To recover to a time *before* the live oplog floor — without keeping the entire
oplog live — turn on **oplog archiving** and take periodic **base snapshots** into
the same directory:

```bash
secantusdb --storage-path /data --oplog-archive-dir /pitr-archive
```

With `--oplog-archive-dir` set, the rows `prune_oplog` is about to drop are first
written to durable segment files (`oplog-<start>-<end>.seg`) in that directory.
Take base snapshots on demand (there is no background scheduler — same explicit
model as `prune_ttl` / `prune_oplog`):

```python
admin.command({"secantusAdmin.archiveBaseSnapshot": 1, "archiveDir": "/pitr-archive"})
```

Each writes a `base-<headSeq>.tar.gz` into the directory. To recover, point
`restore` at the **archive directory** (the CLI and wire command auto-detect it):

```bash
secantusdb restore --source /pitr-archive --target-dir /restore/at-T \
                   --to-time 2026-06-10T09:00:00Z
```

Restore picks the newest base snapshot at or before the target time, extracts it,
and stitches the archived oplog forward onto it up to the target — so any moment
in the archived history is reachable. If the base snapshots plus segments don't
cover the requested time (a gap), it fails loudly rather than returning a
truncated database.

## Change-stream resume continuity

By default the restored data directory starts a **fresh oplog timeline** — the
replayed history isn't carried into the target, so a change stream on the restored
server resumes only from the restore point forward (this matches `mongorestore`).

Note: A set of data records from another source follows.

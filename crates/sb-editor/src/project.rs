//! Multi-page project.
//!
//! A project keeps every page's tree and exactly one live `EditorSession`
//! for the active page. Switching pages stores the active tree and opens a
//! new session (new history, new token) for the target. Project-level
//! subscribers are attached to a bus that the active session's history
//! forwards into, so they keep receiving updates across switches.

use crate::bus::{NotificationBus, Subscription};
use crate::config::EditorConfig;
use crate::error::EditorError;
use crate::history::{Clock, HistoryState, system_clock};
use crate::session::{EditorSession, SessionToken};
use sb_core::{DocumentError, Operation, Tree};

/// Name of the page a new project starts with.
pub const DEFAULT_PAGE: &str = "home";

#[derive(Debug, Clone)]
struct Page {
    name: String,
    /// Last stored tree. Stale for the active page until it is stored.
    tree: Tree,
}

pub struct Project {
    config: EditorConfig,
    clock: Clock,
    pages: Vec<Page>,
    active: usize,
    session: EditorSession,
    bus: NotificationBus<HistoryState>,
    link: Subscription,
}

impl std::fmt::Debug for Project {
    fn fmt(&self, f: &mut std::fmt::Formatter<'_>) -> std::fmt::Result {
        f.debug_struct("Project")
            .field("pages", &self.page_names())
            .field("active", &self.active_page())
            .field("session", &self.session)
            .finish()
    }
}

impl Project {
    pub fn new(config: EditorConfig) -> Self {
        Self::with_clock(config, system_clock())
    }

    pub fn with_clock(config: EditorConfig, clock: Clock) -> Self {
        let tree = Tree::default();
        let bus = NotificationBus::new();
        let session = EditorSession::with_clock(tree.clone(), config.clone(), clock.clone());
        let link = session.history().bus().forward_to(&bus);
        Self {
            config,
            clock,
            pages: vec![Page {
                name: DEFAULT_PAGE.to_string(),
                tree,
            }],
            active: 0,
            session,
            bus,
            link,
        }
    }

    pub fn config(&self) -> &EditorConfig {
        &self.config
    }

    pub fn session(&self) -> &EditorSession {
        &self.session
    }

    pub fn session_mut(&mut self) -> &mut EditorSession {
        &mut self.session
    }

    /// Token of the active session, handed to async work.
    pub fn token(&self) -> SessionToken {
        self.session.token()
    }

    /// Listen to history changes of whichever page is active.
    pub fn subscribe(&self, listener: impl FnMut(&HistoryState) + 'static) -> Subscription {
        self.bus.subscribe(listener)
    }

    pub fn bus(&self) -> &NotificationBus<HistoryState> {
        &self.bus
    }

    // ─── Pages ───────────────────────────────────────────────────────────

    pub fn page_names(&self) -> Vec<&str> {
        self.pages.iter().map(|p| p.name.as_str()).collect()
    }

    pub fn active_page(&self) -> &str {
        &self.pages[self.active].name
    }

    fn index_of(&self, name: &str) -> Result<usize, EditorError> {
        self.pages
            .iter()
            .position(|p| p.name == name)
            .ok_or_else(|| EditorError::PageNotFound(name.to_string()))
    }

    /// Current tree of `name`, live for the active page.
    pub fn page_tree(&self, name: &str) -> Result<Tree, EditorError> {
        let index = self.index_of(name)?;
        Ok(if index == self.active {
            self.session.current_tree()
        } else {
            self.pages[index].tree.clone()
        })
    }

    pub fn add_page(&mut self, name: &str) -> Result<(), EditorError> {
        self.insert_page(name, Tree::default())
    }

    fn insert_page(&mut self, name: &str, tree: Tree) -> Result<(), EditorError> {
        if self.pages.iter().any(|p| p.name == name) {
            return Err(EditorError::DuplicatePage(name.to_string()));
        }
        log::debug!("add page `{name}`");
        self.pages.push(Page {
            name: name.to_string(),
            tree,
        });
        Ok(())
    }

    pub fn rename_page(&mut self, from: &str, to: &str) -> Result<(), EditorError> {
        let index = self.index_of(from)?;
        if from != to && self.pages.iter().any(|p| p.name == to) {
            return Err(EditorError::DuplicatePage(to.to_string()));
        }
        self.pages[index].name = to.to_string();
        Ok(())
    }

    /// Remove a page. Removing the active page switches to the first
    /// remaining one.
    pub fn remove_page(&mut self, name: &str) -> Result<(), EditorError> {
        let index = self.index_of(name)?;
        if self.pages.len() == 1 {
            return Err(EditorError::LastPage);
        }
        log::debug!("remove page `{name}`");
        self.pages.remove(index);
        if index == self.active {
            self.active = 0;
            self.open_session(self.pages[0].tree.clone());
        } else if index < self.active {
            self.active -= 1;
        }
        Ok(())
    }

    /// Store the active page and open a fresh session on `name`.
    pub fn switch_page(&mut self, name: &str) -> Result<(), EditorError> {
        let target = self.index_of(name)?;
        if target == self.active {
            return Ok(());
        }
        self.store_active();
        self.active = target;
        self.open_session(self.pages[target].tree.clone());
        Ok(())
    }

    /// Replace (or create) page `name` from a persisted JSON document.
    pub fn load_page(&mut self, name: &str, json: &str) -> Result<(), EditorError> {
        let tree = Tree::from_json(json)?;
        match self.index_of(name) {
            Ok(index) => {
                self.pages[index].tree = tree.clone();
                if index == self.active {
                    self.open_session(tree);
                }
                Ok(())
            }
            Err(_) => self.insert_page(name, tree),
        }
    }

    pub fn export_page(&self, name: &str) -> Result<String, EditorError> {
        let tree = self.page_tree(name)?;
        Ok(tree.to_json().map_err(DocumentError::from)?)
    }

    fn store_active(&mut self) {
        self.pages[self.active].tree = self.session.current_tree();
    }

    fn open_session(&mut self, tree: Tree) {
        let session = EditorSession::with_clock(tree, self.config.clone(), self.clock.clone());
        let link = session.history().bus().forward_to(&self.bus);
        let old = std::mem::replace(&mut self.link, link);
        old.unsubscribe();
        let previous = std::mem::replace(&mut self.session, session);
        log::debug!(
            "page `{}` opened, session {} replaces {}",
            self.active_page(),
            self.session.token(),
            previous.token()
        );
        self.bus.publish(self.session.history().current());
    }

    // ─── Async completions ───────────────────────────────────────────────

    /// Apply an operation produced by async work started under `token`.
    ///
    /// Fails with `StaleSession` if the page was switched (or reloaded)
    /// since. Otherwise the operation is checked against the tree as it is
    /// now, not as it was when the work started.
    pub fn apply_deferred(&mut self, token: SessionToken, op: &Operation) -> Result<Tree, EditorError> {
        if token != self.session.token() {
            log::warn!(
                "dropping deferred \"{}\": session {token} is stale (active {})",
                op.description(),
                self.session.token()
            );
            return Err(EditorError::StaleSession(token.value()));
        }
        Ok(self.session.apply_operation(op)?)
    }
}

impl Default for Project {
    fn default() -> Self {
        Self::new(EditorConfig::default())
    }
}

Pass `--preserve-oplog` (`secantusdb restore`) or `preserveOplog: true`
(`secantusAdmin.restoreToTimestamp`) to carry the replayed oplog onto the restored
directory **verbatim** — same seq, timestamp, and pre-images. A change stream on
the restored server can then resume from a [resume token](change-streams.md)
minted *before* the restore point, because the rows that token references are
present.

## Quick reference

| Task | CLI | Wire command | Python API |
|------|-----|--------------|------------|
| Snapshot backup | — | `secantusAdmin.backupArchive` | `Storage.create_archive` |
| Extract a snapshot | `secantusdb-restore-archive` | `secantusAdmin.restoreArchive` | `extract_backup_archive` |
| Restore to a time | `secantusdb restore --to-time/--to-timestamp` | `secantusAdmin.restoreToTimestamp` | `oplog_replay.restore_to_timestamp` |
| Restore "latest" | `secantusdb restore` (no bound) | `restoreToTimestamp` (no bound) | `restore_to_timestamp()` |
| Carry oplog for resume | `--preserve-oplog` | `preserveOplog: true` | `carry_oplog=True` |
| Take a base snapshot | — | `secantusAdmin.archiveBaseSnapshot` | `Storage.archive_base_snapshot` |
| Restore from an archive dir | `secantusdb restore --source <dir>` | `restoreToTimestamp` (dir source) | `pitr_archive.restore_from_archive_dir` |
| Enable oplog archiving | `--oplog-archive-dir DIR` | — | `Storage(oplog_archive_dir=…)` |

## Notes & limitations

- Restore is **offline**: it writes a fresh data directory you then start a new
  server on. There is no in-place / hot restore (neither does `mongod`).
- The source must be a **stopped** server's data directory or a backup archive —
  WiredTiger's single-writer lock forbids opening a live one. Take a
  `backupArchive` from the live server instead, then restore from that.
- Base snapshots and oplog archiving have **no background scheduler** by design —
  the operator drives `archiveBaseSnapshot` / pruning explicitly.
- See [Change streams](change-streams.md) for the oplog model, [Running in
  production](production.md) for a deployment shape, and
  [Compatibility](compatibility.md) for the broader divergence list.